▶ PROBLEM TO WORK ON
Use the entries below and reproduce exactly the lines from the one containing "across processes, so" down to the one containing "#[derive(Debug, Default)]", both of them included.

▶ THE DATA
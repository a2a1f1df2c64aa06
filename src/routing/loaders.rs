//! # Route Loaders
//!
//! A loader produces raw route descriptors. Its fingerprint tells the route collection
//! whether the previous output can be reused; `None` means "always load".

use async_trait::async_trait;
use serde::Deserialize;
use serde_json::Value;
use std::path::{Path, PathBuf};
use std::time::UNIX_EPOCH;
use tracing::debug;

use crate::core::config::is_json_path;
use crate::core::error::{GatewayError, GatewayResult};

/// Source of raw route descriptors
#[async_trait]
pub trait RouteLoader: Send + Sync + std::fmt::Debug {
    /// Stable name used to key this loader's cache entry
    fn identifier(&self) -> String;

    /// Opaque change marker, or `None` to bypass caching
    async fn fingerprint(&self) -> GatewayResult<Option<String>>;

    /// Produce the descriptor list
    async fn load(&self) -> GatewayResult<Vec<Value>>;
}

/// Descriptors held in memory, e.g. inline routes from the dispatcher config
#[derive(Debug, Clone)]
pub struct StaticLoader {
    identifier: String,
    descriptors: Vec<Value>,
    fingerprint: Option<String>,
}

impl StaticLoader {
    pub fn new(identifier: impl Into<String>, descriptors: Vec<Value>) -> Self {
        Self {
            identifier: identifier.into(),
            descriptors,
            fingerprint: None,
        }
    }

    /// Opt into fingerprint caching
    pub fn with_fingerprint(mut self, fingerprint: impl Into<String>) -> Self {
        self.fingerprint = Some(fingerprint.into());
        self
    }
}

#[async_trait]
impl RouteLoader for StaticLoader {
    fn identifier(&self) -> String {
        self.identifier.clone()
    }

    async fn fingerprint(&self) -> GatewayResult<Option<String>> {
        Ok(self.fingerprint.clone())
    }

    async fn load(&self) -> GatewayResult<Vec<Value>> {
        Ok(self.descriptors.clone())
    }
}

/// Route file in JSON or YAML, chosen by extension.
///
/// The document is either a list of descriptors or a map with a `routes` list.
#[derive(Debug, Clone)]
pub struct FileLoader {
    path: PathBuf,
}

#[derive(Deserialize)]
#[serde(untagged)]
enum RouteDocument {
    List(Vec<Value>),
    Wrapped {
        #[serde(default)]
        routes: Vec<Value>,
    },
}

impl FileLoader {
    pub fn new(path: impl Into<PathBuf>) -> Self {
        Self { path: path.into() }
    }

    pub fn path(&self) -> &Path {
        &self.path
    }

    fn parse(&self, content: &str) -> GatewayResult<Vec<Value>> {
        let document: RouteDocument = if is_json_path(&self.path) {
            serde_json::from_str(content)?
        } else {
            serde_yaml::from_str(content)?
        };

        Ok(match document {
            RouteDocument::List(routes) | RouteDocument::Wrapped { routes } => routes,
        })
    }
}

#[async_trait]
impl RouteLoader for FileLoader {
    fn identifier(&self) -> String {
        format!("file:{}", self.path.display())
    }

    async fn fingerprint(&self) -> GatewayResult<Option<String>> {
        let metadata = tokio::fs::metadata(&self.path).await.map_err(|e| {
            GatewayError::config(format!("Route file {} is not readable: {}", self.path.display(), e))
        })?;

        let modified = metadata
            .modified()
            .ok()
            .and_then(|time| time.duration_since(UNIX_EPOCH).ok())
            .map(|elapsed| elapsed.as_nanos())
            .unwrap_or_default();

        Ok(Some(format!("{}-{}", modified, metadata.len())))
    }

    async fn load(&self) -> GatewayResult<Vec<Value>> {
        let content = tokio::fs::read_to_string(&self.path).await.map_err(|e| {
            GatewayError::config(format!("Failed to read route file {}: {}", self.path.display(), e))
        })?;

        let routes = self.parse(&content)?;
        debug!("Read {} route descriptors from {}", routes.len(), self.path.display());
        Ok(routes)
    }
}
--
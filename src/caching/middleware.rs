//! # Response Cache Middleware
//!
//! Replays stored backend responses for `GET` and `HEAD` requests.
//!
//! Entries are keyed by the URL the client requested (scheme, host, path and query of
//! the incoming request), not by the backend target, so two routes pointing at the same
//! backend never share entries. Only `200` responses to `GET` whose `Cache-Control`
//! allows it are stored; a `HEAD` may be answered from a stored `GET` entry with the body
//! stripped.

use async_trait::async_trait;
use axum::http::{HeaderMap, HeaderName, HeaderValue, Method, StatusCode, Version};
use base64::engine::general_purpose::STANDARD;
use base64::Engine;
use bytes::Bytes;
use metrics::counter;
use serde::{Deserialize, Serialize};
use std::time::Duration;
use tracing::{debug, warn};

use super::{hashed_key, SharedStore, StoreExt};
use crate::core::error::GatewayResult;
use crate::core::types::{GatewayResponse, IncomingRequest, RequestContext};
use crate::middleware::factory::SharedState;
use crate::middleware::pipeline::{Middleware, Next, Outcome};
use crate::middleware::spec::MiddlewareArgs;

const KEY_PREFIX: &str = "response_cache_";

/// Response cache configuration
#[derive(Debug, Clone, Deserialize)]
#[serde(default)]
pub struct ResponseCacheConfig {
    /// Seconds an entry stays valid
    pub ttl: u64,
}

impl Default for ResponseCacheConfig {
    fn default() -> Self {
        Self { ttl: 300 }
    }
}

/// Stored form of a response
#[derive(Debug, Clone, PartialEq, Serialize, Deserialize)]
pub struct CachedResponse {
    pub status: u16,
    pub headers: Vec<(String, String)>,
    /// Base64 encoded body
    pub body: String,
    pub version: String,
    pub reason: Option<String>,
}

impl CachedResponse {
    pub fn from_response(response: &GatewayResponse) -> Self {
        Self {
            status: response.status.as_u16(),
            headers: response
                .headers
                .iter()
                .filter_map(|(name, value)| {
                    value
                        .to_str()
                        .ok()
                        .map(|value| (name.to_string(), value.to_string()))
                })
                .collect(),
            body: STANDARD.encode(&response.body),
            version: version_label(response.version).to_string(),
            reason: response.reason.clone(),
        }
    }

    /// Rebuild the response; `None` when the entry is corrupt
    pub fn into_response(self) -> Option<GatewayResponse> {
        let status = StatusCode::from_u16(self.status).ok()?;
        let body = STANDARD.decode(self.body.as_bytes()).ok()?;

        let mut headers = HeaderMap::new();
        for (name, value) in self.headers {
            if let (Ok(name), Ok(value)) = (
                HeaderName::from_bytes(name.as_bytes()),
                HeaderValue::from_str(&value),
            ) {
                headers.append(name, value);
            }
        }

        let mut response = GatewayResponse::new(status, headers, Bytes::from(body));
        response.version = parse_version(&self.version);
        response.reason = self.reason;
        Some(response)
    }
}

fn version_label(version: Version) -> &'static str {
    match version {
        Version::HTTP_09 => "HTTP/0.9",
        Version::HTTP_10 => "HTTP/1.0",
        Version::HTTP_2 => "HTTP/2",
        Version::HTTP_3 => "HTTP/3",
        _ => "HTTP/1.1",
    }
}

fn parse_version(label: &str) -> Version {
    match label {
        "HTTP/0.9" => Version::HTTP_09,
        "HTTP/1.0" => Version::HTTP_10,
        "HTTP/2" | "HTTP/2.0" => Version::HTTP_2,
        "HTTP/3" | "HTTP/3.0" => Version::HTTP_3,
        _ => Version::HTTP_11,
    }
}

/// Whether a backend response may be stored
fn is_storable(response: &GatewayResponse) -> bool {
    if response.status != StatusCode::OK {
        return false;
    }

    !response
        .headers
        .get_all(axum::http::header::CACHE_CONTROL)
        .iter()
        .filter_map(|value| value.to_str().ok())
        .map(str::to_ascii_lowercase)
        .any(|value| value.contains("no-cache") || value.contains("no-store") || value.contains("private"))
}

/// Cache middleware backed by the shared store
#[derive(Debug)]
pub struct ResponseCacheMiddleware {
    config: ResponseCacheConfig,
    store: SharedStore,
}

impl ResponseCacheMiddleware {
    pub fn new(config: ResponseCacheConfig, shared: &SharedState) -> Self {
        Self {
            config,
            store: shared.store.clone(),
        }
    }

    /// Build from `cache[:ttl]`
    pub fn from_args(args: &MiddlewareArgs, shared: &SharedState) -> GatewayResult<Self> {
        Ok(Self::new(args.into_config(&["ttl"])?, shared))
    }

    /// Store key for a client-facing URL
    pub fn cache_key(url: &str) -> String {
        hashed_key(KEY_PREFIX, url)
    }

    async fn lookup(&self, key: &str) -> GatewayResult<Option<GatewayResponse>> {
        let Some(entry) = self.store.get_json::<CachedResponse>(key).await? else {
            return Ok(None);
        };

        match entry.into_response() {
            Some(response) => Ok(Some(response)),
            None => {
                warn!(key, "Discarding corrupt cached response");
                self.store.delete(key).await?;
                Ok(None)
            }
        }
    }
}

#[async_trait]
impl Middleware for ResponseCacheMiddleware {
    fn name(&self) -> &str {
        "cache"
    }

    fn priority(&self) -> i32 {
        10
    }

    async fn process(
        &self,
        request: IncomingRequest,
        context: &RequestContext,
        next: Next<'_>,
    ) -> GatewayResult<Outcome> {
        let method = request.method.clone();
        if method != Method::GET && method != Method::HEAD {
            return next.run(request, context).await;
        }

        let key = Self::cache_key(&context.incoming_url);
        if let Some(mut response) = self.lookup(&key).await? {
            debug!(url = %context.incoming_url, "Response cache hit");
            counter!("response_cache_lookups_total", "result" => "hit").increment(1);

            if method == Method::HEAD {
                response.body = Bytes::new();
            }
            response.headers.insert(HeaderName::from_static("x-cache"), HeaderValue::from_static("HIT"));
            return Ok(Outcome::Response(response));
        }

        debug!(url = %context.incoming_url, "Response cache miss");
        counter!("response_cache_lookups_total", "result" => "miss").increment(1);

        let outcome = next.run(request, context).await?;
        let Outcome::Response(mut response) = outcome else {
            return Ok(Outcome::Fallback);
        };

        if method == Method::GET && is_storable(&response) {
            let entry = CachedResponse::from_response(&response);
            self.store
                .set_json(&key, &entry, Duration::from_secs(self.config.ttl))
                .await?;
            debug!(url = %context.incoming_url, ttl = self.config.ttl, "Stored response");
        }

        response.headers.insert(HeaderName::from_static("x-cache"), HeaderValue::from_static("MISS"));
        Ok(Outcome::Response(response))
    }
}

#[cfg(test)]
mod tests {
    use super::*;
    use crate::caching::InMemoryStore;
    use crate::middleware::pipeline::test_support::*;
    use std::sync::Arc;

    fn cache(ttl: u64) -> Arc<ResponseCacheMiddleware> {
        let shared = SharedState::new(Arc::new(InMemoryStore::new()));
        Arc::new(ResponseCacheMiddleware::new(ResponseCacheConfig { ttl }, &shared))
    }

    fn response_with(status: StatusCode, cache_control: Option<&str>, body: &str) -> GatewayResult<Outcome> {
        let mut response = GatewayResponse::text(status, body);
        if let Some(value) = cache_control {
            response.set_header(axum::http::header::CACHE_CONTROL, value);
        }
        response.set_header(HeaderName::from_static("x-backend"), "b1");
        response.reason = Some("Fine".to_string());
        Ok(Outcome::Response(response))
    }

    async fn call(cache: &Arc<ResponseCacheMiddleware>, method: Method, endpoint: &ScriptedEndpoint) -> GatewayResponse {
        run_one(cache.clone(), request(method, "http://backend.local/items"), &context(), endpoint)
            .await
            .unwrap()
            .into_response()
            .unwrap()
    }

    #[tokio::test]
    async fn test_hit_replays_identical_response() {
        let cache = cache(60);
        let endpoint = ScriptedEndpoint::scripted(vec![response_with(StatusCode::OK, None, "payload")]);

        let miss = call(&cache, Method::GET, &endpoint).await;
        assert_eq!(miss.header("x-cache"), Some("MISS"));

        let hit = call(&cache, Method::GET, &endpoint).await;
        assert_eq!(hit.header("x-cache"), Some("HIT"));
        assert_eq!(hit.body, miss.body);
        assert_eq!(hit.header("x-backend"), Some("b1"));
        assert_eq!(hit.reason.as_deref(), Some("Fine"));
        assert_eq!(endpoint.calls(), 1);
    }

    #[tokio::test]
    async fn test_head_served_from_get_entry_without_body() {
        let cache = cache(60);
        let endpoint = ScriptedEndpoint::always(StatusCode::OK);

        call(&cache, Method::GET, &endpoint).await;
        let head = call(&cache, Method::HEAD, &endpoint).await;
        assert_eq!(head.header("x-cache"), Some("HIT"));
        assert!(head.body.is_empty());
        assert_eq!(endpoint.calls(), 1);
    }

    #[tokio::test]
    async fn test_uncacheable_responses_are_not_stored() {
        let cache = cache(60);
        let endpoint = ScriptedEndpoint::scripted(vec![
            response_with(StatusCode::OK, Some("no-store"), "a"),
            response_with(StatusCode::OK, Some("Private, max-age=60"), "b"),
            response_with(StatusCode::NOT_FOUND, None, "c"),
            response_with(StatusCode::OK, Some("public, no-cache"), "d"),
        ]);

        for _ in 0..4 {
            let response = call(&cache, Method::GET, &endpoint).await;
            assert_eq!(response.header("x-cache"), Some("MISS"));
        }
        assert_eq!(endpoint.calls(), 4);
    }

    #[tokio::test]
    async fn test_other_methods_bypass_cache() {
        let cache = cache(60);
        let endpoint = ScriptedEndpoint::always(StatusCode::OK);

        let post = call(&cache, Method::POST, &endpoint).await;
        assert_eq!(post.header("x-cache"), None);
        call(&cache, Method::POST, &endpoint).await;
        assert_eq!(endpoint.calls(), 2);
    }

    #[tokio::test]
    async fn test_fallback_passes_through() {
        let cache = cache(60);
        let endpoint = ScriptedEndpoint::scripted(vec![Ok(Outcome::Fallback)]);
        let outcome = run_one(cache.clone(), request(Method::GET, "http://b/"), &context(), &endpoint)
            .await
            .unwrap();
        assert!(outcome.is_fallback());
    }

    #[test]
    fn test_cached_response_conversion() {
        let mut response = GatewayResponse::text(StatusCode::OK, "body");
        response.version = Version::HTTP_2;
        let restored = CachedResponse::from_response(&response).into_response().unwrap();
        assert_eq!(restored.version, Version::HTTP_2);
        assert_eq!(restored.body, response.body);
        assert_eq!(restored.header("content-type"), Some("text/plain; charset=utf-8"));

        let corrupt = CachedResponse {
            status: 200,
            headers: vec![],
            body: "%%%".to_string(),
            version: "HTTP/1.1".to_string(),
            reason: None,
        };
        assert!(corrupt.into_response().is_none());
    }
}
* * *
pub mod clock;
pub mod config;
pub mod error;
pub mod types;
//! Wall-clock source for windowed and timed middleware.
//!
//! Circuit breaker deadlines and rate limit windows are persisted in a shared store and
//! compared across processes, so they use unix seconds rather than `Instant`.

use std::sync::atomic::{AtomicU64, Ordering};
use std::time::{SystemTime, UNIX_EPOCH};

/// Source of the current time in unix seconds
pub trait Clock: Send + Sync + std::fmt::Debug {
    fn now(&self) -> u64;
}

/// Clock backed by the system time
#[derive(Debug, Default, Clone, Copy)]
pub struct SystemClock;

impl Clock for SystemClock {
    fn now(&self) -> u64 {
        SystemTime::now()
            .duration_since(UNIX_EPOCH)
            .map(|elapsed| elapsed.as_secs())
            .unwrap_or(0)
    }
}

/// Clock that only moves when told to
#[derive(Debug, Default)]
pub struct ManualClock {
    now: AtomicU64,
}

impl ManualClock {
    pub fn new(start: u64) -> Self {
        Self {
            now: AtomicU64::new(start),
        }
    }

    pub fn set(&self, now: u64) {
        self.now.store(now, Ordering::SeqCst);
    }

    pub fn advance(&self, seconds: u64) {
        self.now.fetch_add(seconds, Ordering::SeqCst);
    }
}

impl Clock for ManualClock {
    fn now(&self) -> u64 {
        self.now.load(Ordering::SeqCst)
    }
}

▶ ANSWER SPACE
//! compared across processes, so they use unix seconds rather than `Instant`.

use std::sync::atomic::{AtomicU64, Ordering};
use std::time::{SystemTime, UNIX_EPOCH};

/// Source of the current time in unix seconds
pub trait Clock: Send + Sync + std::fmt::Debug {
    fn now(&self) -> u64;
}

/// Clock backed by the system time
#[derive(Debug, Default, Clone, Copy)]
pub struct SystemClock;

impl Clock for SystemClock {
    fn now(&self) -> u64 {
        SystemTime::now()
            .duration_since(UNIX_EPOCH)
            .map(|elapsed| elapsed.as_secs())
            .unwrap_or(0)
    }
}

/// Clock that only moves when told to
#[derive(Debug, Default)]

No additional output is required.